▸ Exercise directions: Report each line of the data below in which "handler" appears.

▸ Dataset:
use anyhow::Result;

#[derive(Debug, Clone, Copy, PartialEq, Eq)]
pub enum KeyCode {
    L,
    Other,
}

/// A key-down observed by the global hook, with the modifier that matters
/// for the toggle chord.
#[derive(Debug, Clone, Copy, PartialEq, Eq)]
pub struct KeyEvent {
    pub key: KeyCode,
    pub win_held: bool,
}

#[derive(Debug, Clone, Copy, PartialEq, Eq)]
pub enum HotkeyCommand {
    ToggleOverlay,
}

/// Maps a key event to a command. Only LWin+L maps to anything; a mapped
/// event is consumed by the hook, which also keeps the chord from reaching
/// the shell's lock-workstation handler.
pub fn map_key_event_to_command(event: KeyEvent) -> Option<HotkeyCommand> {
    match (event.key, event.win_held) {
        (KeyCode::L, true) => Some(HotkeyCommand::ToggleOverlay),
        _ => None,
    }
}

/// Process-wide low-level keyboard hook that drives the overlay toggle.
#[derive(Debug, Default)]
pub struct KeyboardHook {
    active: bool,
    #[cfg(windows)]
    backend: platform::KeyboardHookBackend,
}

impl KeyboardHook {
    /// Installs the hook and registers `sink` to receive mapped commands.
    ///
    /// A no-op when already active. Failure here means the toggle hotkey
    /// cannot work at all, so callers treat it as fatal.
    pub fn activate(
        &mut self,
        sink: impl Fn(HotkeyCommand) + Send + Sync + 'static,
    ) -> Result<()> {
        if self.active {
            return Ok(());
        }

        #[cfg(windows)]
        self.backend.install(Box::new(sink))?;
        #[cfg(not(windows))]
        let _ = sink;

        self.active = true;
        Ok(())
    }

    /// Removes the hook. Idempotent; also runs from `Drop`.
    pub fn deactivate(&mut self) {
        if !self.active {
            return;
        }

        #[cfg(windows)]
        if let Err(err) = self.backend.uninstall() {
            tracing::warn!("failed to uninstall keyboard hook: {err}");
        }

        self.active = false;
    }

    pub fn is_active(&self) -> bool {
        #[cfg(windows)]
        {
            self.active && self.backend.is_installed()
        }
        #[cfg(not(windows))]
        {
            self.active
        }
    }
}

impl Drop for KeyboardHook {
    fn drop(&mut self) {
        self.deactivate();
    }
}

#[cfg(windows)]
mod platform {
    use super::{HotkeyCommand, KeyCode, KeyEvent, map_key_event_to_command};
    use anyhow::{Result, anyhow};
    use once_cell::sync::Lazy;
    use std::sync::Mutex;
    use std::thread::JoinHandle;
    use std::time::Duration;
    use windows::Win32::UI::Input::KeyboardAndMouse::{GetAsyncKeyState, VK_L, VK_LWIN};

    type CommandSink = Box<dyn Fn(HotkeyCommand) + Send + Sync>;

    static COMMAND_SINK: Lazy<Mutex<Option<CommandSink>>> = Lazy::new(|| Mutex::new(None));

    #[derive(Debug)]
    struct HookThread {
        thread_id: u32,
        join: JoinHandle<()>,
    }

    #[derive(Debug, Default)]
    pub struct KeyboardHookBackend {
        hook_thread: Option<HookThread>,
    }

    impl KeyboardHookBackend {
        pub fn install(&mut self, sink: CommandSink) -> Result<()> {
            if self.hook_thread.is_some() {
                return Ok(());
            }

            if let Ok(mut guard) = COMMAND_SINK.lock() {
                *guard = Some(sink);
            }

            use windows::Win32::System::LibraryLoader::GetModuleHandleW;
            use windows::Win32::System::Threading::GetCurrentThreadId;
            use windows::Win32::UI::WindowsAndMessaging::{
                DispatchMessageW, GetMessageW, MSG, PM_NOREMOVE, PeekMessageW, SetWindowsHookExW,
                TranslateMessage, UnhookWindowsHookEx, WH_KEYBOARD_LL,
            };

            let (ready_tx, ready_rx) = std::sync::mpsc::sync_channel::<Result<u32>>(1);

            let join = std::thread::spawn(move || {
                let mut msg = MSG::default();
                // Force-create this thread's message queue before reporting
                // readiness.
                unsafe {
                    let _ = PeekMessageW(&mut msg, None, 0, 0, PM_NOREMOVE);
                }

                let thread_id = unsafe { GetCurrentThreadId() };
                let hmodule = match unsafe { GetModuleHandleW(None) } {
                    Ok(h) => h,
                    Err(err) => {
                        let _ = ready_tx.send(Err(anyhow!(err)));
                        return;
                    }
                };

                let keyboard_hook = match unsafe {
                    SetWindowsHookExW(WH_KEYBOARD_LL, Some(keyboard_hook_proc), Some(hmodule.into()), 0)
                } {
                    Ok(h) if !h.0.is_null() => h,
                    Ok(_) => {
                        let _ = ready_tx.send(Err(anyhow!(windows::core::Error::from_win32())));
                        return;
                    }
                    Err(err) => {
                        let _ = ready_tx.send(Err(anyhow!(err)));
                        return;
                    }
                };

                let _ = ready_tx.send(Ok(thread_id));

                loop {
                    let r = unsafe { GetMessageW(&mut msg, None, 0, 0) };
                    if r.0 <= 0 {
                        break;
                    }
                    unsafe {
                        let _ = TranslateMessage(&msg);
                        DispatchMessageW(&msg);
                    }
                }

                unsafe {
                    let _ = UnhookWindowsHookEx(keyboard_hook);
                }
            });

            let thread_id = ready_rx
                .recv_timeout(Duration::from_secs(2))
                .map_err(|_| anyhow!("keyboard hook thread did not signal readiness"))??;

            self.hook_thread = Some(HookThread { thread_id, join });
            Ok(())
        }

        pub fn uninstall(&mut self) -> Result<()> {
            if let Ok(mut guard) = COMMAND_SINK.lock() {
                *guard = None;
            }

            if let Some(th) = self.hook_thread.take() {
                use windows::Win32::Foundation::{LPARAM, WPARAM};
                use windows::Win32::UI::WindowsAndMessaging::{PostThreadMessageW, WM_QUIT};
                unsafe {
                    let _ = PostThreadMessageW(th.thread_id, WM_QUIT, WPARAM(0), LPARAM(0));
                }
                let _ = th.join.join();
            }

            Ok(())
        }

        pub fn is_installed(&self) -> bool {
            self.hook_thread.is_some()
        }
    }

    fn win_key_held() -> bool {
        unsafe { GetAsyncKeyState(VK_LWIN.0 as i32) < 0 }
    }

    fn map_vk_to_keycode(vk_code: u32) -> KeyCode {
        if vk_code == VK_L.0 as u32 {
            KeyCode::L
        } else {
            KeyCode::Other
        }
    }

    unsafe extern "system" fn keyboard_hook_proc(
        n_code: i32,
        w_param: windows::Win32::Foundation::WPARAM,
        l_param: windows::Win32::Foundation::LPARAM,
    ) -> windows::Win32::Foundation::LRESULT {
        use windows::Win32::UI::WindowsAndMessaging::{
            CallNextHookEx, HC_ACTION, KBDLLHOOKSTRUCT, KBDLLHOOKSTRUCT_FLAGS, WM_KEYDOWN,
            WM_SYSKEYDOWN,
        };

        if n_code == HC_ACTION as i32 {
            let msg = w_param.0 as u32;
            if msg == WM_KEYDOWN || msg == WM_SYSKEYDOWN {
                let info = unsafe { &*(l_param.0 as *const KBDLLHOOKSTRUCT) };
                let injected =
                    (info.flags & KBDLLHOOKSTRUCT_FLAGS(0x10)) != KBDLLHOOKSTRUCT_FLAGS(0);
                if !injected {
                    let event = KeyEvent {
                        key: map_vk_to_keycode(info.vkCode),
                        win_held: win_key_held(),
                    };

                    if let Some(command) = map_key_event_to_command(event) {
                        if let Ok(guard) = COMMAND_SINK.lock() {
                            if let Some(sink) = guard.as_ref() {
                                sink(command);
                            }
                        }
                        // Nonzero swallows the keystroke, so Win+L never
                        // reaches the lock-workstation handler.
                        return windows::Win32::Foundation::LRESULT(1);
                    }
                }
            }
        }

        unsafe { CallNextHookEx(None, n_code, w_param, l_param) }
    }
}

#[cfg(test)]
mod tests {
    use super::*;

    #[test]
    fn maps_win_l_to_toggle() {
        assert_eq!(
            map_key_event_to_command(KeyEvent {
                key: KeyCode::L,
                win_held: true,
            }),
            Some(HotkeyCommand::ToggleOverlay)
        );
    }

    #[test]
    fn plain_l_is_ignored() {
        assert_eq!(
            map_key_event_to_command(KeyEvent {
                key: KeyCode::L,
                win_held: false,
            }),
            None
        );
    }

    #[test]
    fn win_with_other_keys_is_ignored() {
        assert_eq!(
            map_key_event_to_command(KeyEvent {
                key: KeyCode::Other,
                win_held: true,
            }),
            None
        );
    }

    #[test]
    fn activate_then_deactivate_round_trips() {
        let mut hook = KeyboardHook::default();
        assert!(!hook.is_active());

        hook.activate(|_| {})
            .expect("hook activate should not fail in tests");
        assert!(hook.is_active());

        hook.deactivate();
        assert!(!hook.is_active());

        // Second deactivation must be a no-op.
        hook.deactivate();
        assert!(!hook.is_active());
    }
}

▸ Answer space:
/// the shell's lock-workstation handler.
                        // reaches the lock-workstation handler.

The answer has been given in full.